Colin Jost: Yeah. We’ve actually gotten a lot of complaints.

Pete Davidson: Yeah, from me. It’s filthy in there. [Cut to Pete Davidson] I thought girls were supposed to be the clean ones. It looks like a man made out of toilet paper was murdered in there.

[Cut to Pete Davidson and Colin Jost]

Colin Jost: Then why do you keep using it?

Pete Davidson: Because it’s the only bathroom that has wifi. And Cecily has a beautiful singing voice. [Cut to Pete Davidson] That was my favorite line.

[Colin Jost laughing hard]

Look, you know why I’m not worried about a woman in the men’s room? Coz every sporting even I’ve ever been to, a girls has bursted in and said, “Line’s too long. I’m peeing in here.” And guess what? It didn’t ruin my pooping experience. If anything, it’s the only reason I washed my hands.

[Cut to Pete Davidson and Colin Jost]

Colin Jost: Pete Davidson, everyone!

Weekend Update Leslie Jones on Changing Gender Roles

Colin Jost

Leslie Jones

[Starts with Colin Jost in his set]

Colin Jost: A new study says that 40% of American households have a woman as the primary breadwinner, suggesting that traditional gender roles may be changing. Here with her thought on the subject is our own, Leslie Jones.

[Leslie Jones slides in]

Leslie Jones: Whooo!

[cheers and applause]

Great to be here, Colin.

Colin Jost: Great to have you, Leslie. Now, do you think that gender roles are changing?

Leslie Jones: Hell, yeah, you tall glass of egg-whites.

[Cut to Leslie Jones]

Gender roles are changing. Especially men, because y’all man-bitches now. You know those little hair-less boys crammed into skinny jeans texting about their feelings with emojis? Emojis! I don’t want no damn smiley face or no thumbs up, and no man should ever be sending me the word “Yay”. Not even if you on a roller-coaster. This one dude that I was sexed in with, he sent me that little eggplant. And I was like, “That’s racist.” But then my friend told me that eggplant was supposed to be a penis. And I was like, “What penises are you looking at?” Don’t send me vegetables.
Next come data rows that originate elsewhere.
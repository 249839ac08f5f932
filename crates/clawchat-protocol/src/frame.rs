//! SNaP2P frame model and length-prefixed stream codec.
//!
//! Every record on the wire is `u32be(length) ‖ CBOR(Frame)`. Control
//! frames (hello and peer exchange) are capped at 64 KiB, chat frames
//! at 256 KiB; an oversize record is a protocol error and the session
//! closes.

use futures::io::{AsyncRead, AsyncReadExt, AsyncWrite, AsyncWriteExt};
use serde::{Deserialize, Serialize};

use clawchat_identity::Attestation;
use clawchat_types::{ClawchatError, MessageId, Principal, Result, Timestamp};

use crate::px::PxRecord;

// ---------------------------------------------------------------------------
// Size limits
// ---------------------------------------------------------------------------

/// Maximum encoded size of a control frame (hello, px_*).
pub const MAX_CONTROL_FRAME_LEN: usize = 64 * 1024;

/// Maximum encoded size of a chat frame.
pub const MAX_CHAT_FRAME_LEN: usize = 256 * 1024;

// ---------------------------------------------------------------------------
// Frame
// ---------------------------------------------------------------------------

/// One SNaP2P wire record.
#[derive(Clone, Debug, Serialize, Deserialize)]
#[serde(tag = "type", rename_all = "snake_case")]
pub enum Frame {
    /// Handshake record, the first frame in each direction.
    Hello(HelloFrame),
    /// A direct message after authentication.
    Chat(ChatFrame),
    /// Unsolicited batch of peer records.
    PxPush {
        /// Gossip payload, capped at [`crate::px::MAX_PX_RECORDS_PER_PUSH`].
        peers: Vec<PxRecord>,
    },
    /// Targeted request for one principal's contact record.
    PxRequest {
        /// The principal being resolved.
        principal: Principal,
    },
    /// Best-effort answer to a [`Frame::PxRequest`].
    PxResponse {
        /// The record, when the responder knows the principal.
        record: Option<PxRecord>,
    },
}

impl Frame {
    /// Encoded-size cap for this frame type.
    fn max_len(&self) -> usize {
        match self {
            Frame::Chat(_) => MAX_CHAT_FRAME_LEN,
            _ => MAX_CONTROL_FRAME_LEN,
        }
    }

    /// Short type name for logs.
    pub fn kind(&self) -> &'static str {
        match self {
            Frame::Hello(_) => "hello",
            Frame::Chat(_) => "chat",
            Frame::PxPush { .. } => "px_push",
            Frame::PxRequest { .. } => "px_request",
            Frame::PxResponse { .. } => "px_response",
        }
    }
}

// ---------------------------------------------------------------------------
// HelloFrame
// ---------------------------------------------------------------------------

/// Handshake payload: the sender's attestation for its node key, plus
/// the principal it wants to reach on the other end.
///
/// A gateway hosting several identities uses `target` to pick which
/// one answers; without it the default identity does.
#[derive(Clone, Debug, Serialize, Deserialize)]
#[serde(rename_all = "camelCase")]
pub struct HelloFrame {
    /// Attestation binding the sender's principal to its node key.
    pub attestation: Attestation,
    /// The remote principal the sender wants to talk to.
    #[serde(default, skip_serializing_if = "Option::is_none")]
    pub target: Option<Principal>,
}

// ---------------------------------------------------------------------------
// ChatFrame
// ---------------------------------------------------------------------------

/// A direct message. The sender principal is not carried here — it is
/// bound by the session's attestation, never by frame contents.
#[derive(Clone, Debug, Serialize, Deserialize)]
#[serde(rename_all = "camelCase")]
pub struct ChatFrame {
    /// Sender-generated 128-bit id; receivers drop duplicates.
    pub id: MessageId,
    /// UTF-8 message body.
    pub content: String,
    /// Sender's clock at send time, ms since epoch.
    pub timestamp: Timestamp,
    /// Sender's display nick, if any.
    #[serde(default, skip_serializing_if = "Option::is_none")]
    pub from_nick: Option<String>,
}

// ---------------------------------------------------------------------------
// Codec
// ---------------------------------------------------------------------------

/// Reads one length-prefixed frame from the stream.
///
/// # Errors
///
/// - [`ClawchatError::Transport`] on stream I/O failure or EOF.
/// - [`ClawchatError::Protocol`] on an oversize record or CBOR that
///   does not decode to a [`Frame`].
pub async fn read_frame<R>(reader: &mut R) -> Result<Frame>
where
    R: AsyncRead + Unpin,
{
    let mut len_buf = [0u8; 4];
    reader
        .read_exact(&mut len_buf)
        .await
        .map_err(|e| ClawchatError::Transport {
            reason: format!("stream read failed: {e}"),
        })?;

    let len = u32::from_be_bytes(len_buf) as usize;
    if len == 0 || len > MAX_CHAT_FRAME_LEN {
        return Err(ClawchatError::Protocol {
            reason: format!("frame length {len} outside accepted range"),
        });
    }

    let mut body = vec![0u8; len];
    reader
        .read_exact(&mut body)
        .await
        .map_err(|e| ClawchatError::Transport {
            reason: format!("stream read failed: {e}"),
        })?;

    let frame: Frame =
        ciborium::from_reader(body.as_slice()).map_err(|e| ClawchatError::Protocol {
            reason: format!("malformed frame: {e}"),
        })?;

    if len > frame.max_len() {
        return Err(ClawchatError::Protocol {
            reason: format!("{} frame of {len} bytes exceeds its cap", frame.kind()),
        });
    }

    Ok(frame)
}

/// Writes one length-prefixed frame and flushes.
///
/// # Errors
///
/// - [`ClawchatError::Protocol`] if the encoded frame exceeds its cap.
/// - [`ClawchatError::Transport`] on stream I/O failure.
pub async fn write_frame<W>(writer: &mut W, frame: &Frame) -> Result<()>
where
    W: AsyncWrite + Unpin,
{
    let mut body = Vec::new();
    ciborium::into_writer(frame, &mut body).map_err(|e| ClawchatError::Protocol {
        reason: format!("frame encoding failed: {e}"),
    })?;

    if body.len() > frame.max_len() {
        return Err(ClawchatError::Protocol {
            reason: format!(
                "{} frame of {} bytes exceeds its cap",
                frame.kind(),
                body.len()
            ),
        });
    }

    let len = (body.len() as u32).to_be_bytes();
    writer
        .write_all(&len)
        .await
        .map_err(|e| ClawchatError::Transport {
            reason: format!("stream write failed: {e}"),
        })?;
    writer
        .write_all(&body)
        .await
        .map_err(|e| ClawchatError::Transport {
            reason: format!("stream write failed: {e}"),
        })?;
    writer.flush().await.map_err(|e| ClawchatError::Transport {
        reason: format!("stream flush failed: {e}"),
    })
}

// ---------------------------------------------------------------------------
// Tests
// ---------------------------------------------------------------------------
Send me some real.

[Cut to Leslie Jones and Colin Jost]

Colin Jost: Okay now, so Leslie, you want guys to send you pictures of their junk?

Leslie Jones: You’re damn right I do, you tingly white crisp-strip thing. I just want to have you in all night.

Colin Jost: Oh! Well, right back at you, you delicious chocolate–

Leslie Jones: No, stop!

Colin Jost: No? Okay.

Leslie Jones: It only work when I do it.

Colin Jost: I get that.

Leslie Jones: When I do it, it roll.

Colin Jost: I apologize.

[Cut to Leslie Jones]

Leslie Jones: Listen man-bitches. Don’t send me in any pictures of that shaved junk either. I want it to be a mess down there. Not that smooth polished junk like you don’t wanna get a scratch on coz I’m going to scratch it up. I even went to Italy and they was just man-bitches with accents, Colin. I mean, there was this one little dude who started kissing me, but then his drunk friend started puking everywhere. So, my little pies on had to take him home. And that’s what a man-bitch does. You know what I’m saying? Coz a real man leaves his sick friend on the couch and takes me upstairs and put his gladiator into my Colosseum.

[Cut to Leslie Jones and Colin Jost]

Colin Jost: Leslie Jones, everyone.

Leslie Jones: Are you entertained?

[Cut to Michael Che]

Michael Che: That was about gender roles.